3. Kaş Tiyatro Günleri Ekimde Başlıyor!

Geçen sene 20-24 Ekim tarihleri arasında gerçekleşen Kaş Tiyatro Günleri bu yıl üçüncü edisyonunu yapmaya hazırlanıyor. Kaş Çevre ve Kültür Derneği ev sahipliğiyle düzenlenen Tiyatro Günleri’nin direktörlüğünü geçtiğimiz iki yılda olduğu gibi dernek başkanı Ahmet Murat Akoy yapıyor. Programın içerik tasarımını ve sanat yönetmenliğini ise 90’lı yıllardan beri deneysel tiyatro ve performans çalışmalarıyla öne çıkan ve 2023 yılında yaptığı Ucubeler Sirki adlı performans araştırmasıyla dikkat çeken yönetmen Şule Ateş yapıyor. 
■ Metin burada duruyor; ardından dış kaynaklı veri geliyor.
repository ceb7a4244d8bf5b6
use crate::domain::error::DomainError;
use crate::domain::ports::trade_repository::TradeFilter;
use crate::domain::values::buy_sell::BuySellIndicator;
use crate::domain::values::timestamp::parse_timestamp;
use clap::{Args, Parser, Subcommand};
use std::net::SocketAddr;
use std::path::PathBuf;

#[derive(Parser)]
#[command(name = "tradebook", about = "In-memory trade record store")]
pub struct Cli {
    #[command(subcommand)]
    pub command: Commands,
}

#[derive(Subcommand)]
pub enum Commands {
    /// Serve the HTTP API
    Serve {
        /// Listen address (overrides TRADEBOOK_BIND)
        #[arg(long)]
        bind: Option<SocketAddr>,
        /// JSON array of trades to load before serving (overrides TRADEBOOK_SEED)
        #[arg(long)]
        seed: Option<PathBuf>,
    },
    /// Look up a trade by id
    Get {
        /// Trade ID
        id: String,
        #[command(flatten)]
        source: SeedArgs,
    },
    /// Free-text search over counterparty, instrumentId, instrumentName and trader
    Search {
        /// Case-sensitive substring; empty matches everything
        text: String,
        #[command(flatten)]
        source: SeedArgs,
    },
    /// Filter trades by asset class, price range, date range and side
    Filter {
        #[command(flatten)]
        criteria: FilterArgs,
        #[command(flatten)]
        source: SeedArgs,
    },
}

#[derive(Args, Default)]
pub struct FilterArgs {
    #[arg(long)]
    pub asset_class: Option<String>,
    /// Earliest trade time, inclusive (YYYY-MM-DD or RFC3339)
    #[arg(long)]
    pub start: Option<String>,
    /// Latest trade time, inclusive (YYYY-MM-DD or RFC3339)
    #[arg(long)]
    pub end: Option<String>,
    #[arg(long)]
    pub min_price: Option<f64>,
    #[arg(long)]
    pub max_price: Option<f64>,
    /// BUY or SELL
    #[arg(long)]
    pub trade_type: Option<String>,
}

impl FilterArgs {
    pub fn to_filter(&self) -> Result<TradeFilter, DomainError> {
        let parse_time = |s: &Option<String>| {
            s.as_deref()
                .map(parse_timestamp)
                .transpose()
                .map_err(DomainError::InvalidInput)
        };
        Ok(TradeFilter {
            asset_class: self.asset_class.clone(),
            start: parse_time(&self.start)?,
            end: parse_time(&self.end)?,
            min_price: self.min_price,
            max_price: self.max_price,
            trade_type: self
                .trade_type
                .as_deref()
                .map(str::parse::<BuySellIndicator>)
                .transpose()
                .map_err(DomainError::InvalidInput)?,
        })
    }
}

#[derive(Args)]
pub struct SeedArgs {
    /// JSON array of trades to query (overrides TRADEBOOK_SEED)
    #[arg(long)]
    pub seed: Option<PathBuf>,
}

#[cfg(test)]
mod tests {
    use super::*;
    use chrono::{TimeZone, Utc};

    #[test]
    fn parses_filter_subcommand() {
        let cli = Cli::try_parse_from([
            "tradebook",
            "filter",
            "--asset-class",
            "Equity",
            "--start",
            "2024-01-01",
            "--min-price",
            "20",
            "--trade-type",
            "sell",
            "--seed",
            "trades.json",
        ])
        .unwrap();
        let Commands::Filter { criteria, source } = cli.command else {
            panic!("expected filter subcommand");
        };
        let filter = criteria.to_filter().unwrap();
        assert_eq!(filter.asset_class.as_deref(), Some("Equity"));
        assert_eq!(filter.start, Some(Utc.with_ymd_and_hms(2024, 1, 1, 0, 0, 0).unwrap()));
        assert_eq!(filter.min_price, Some(20.0));
        assert_eq!(filter.trade_type, Some(BuySellIndicator::Sell));
        assert_eq!(source.seed, Some(PathBuf::from("trades.json")));
    }

    #[test]
    fn bad_trade_type_is_invalid_input() {
        let args = FilterArgs {
            trade_type: Some("HOLD".into()),
            ..Default::default()
        };
        assert!(matches!(args.to_filter(), Err(DomainError::InvalidInput(_))));
    }

    #[test]
    fn empty_args_make_empty_filter() {
        assert!(FilterArgs::default().to_filter().unwrap().is_empty());
    }
}
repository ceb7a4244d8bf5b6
use crate::domain::error::DomainError;
use crate::domain::values::buy_sell::BuySellIndicator;
use crate::domain::values::timestamp;
use chrono::{DateTime, Utc};
use serde::{Deserialize, Serialize};

#[derive(Debug, Clone, PartialEq, Serialize, Deserialize)]
#[serde(rename_all = "camelCase")]
pub struct TradeDetails {
    #[serde(alias = "buy_sell_indicator")]
    pub buy_sell_indicator: BuySellIndicator,
    pub price: f64,
    pub quantity: u64,
}

/// A stored trade. Never mutated once it is in the store.
#[derive(Debug, Clone, PartialEq, Serialize, Deserialize)]
#[serde(rename_all = "camelCase")]
pub struct Trade {
    #[serde(alias = "trade_id")]
    pub trade_id: String,
    #[serde(default, alias = "asset_class", skip_serializing_if = "Option::is_none")]
    pub asset_class: Option<String>,
    #[serde(default, skip_serializing_if = "Option::is_none")]
    pub counterparty: Option<String>,
    #[serde(alias = "instrument_id")]
    pub instrument_id: String,
    #[serde(alias = "instrument_name")]
    pub instrument_name: String,
    #[serde(alias = "trade_date_time", deserialize_with = "timestamp::deserialize")]
    pub trade_date_time: DateTime<Utc>,
    #[serde(alias = "trade_details")]
    pub trade_details: TradeDetails,
    pub trader: String,
}

impl Trade {
    pub fn price(&self) -> f64 {
        self.trade_details.price
    }

    pub fn side(&self) -> BuySellIndicator {
        self.trade_details.buy_sell_indicator
    }

    /// The fields free-text search looks at. Absent ones are skipped.
    pub fn searchable_fields(&self) -> impl Iterator<Item = &str> {
        [
            self.counterparty.as_deref(),
            Some(self.instrument_id.as_str()),
            Some(self.instrument_name.as_str()),
            Some(self.trader.as_str()),
        ]
        .into_iter()
        .flatten()
    }

    /// Case-sensitive substring match over [`Trade::searchable_fields`].
    pub fn matches_text(&self, text: &str) -> bool {
        self.searchable_fields().any(|field| field.contains(text))
    }
}

/// Creation input. Same shape as [`Trade`] but the id may be left out.
#[derive(Debug, Clone, Deserialize)]
#[serde(rename_all = "camelCase")]
pub struct NewTrade {
    #[serde(default, alias = "trade_id")]
    pub trade_id: Option<String>,
    #[serde(default, alias = "asset_class")]
    pub asset_class: Option<String>,
    #[serde(default)]
    pub counterparty: Option<String>,
    #[serde(alias = "instrument_id")]
    pub instrument_id: String,
    #[serde(alias = "instrument_name")]
    pub instrument_name: String,
    #[serde(alias = "trade_date_time", deserialize_with = "timestamp::deserialize")]
    pub trade_date_time: DateTime<Utc>,
    #[serde(alias = "trade_details")]
    pub trade_details: TradeDetails,
    pub trader: String,
}

impl NewTrade {
    pub fn validate(&self) -> Result<(), DomainError> {
        if let Some(id) = &self.trade_id {
            require_non_empty("tradeId", id)?;
        }
        require_non_empty("instrumentId", &self.instrument_id)?;
        require_non_empty("instrumentName", &self.instrument_name)?;
        require_non_empty("trader", &self.trader)?;

        let price = self.trade_details.price;
        if !price.is_finite() || price < 0.0 {
            return Err(DomainError::InvalidInput(format!(
                "price must be a non-negative number, got {price}"
            )));
        }
        Ok(())
    }

    /// Turns the input into a stored trade, generating an id when none was given.
    pub fn into_trade(self) -> Trade {
        Trade {
            trade_id: self
                .trade_id
                .unwrap_or_else(|| uuid::Uuid::new_v4().to_string()),
            asset_class: self.asset_class,
            counterparty: self.counterparty,
            instrument_id: self.instrument_id,
            instrument_name: self.instrument_name,
            trade_date_time: self.trade_date_time,
            trade_details: self.trade_details,
            trader: self.trader,
        }
    }
}

fn require_non_empty(field: &str, value: &str) -> Result<(), DomainError> {
    if value.trim().is_empty() {
        return Err(DomainError::InvalidInput(format!("{field} must not be empty")));
    }
    Ok(())
}
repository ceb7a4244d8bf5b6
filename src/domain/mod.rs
pub mod entities;
pub mod error;
pub mod ports;
pub mod values;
Kaş Tiyatro Günleri, zaman içinde bağımsız sanatçı ve toplulukların üretimlerini bir araya getiren bir organizasyon olmayı, yerelde gösteri sanatları için kültürel bir iklim ve altyapı oluşturmayı ve İstanbul gibi büyük şehirlerde üretim yapmakta zorlanan performans sanatçıları için bir alan açmayı hedefliyor. Bu yüzden, güncel tiyatro ve dans alanına yeni katılmış genç sanatçı ve grupların performanslarını, çocuk ve gençlik oyunlarının iyi örneklerini programa dâhil etmeyi ve yereldeki sanatçılar ve halkın desteğiyle katılımcı performanslar üretmeyi önemsiyor. 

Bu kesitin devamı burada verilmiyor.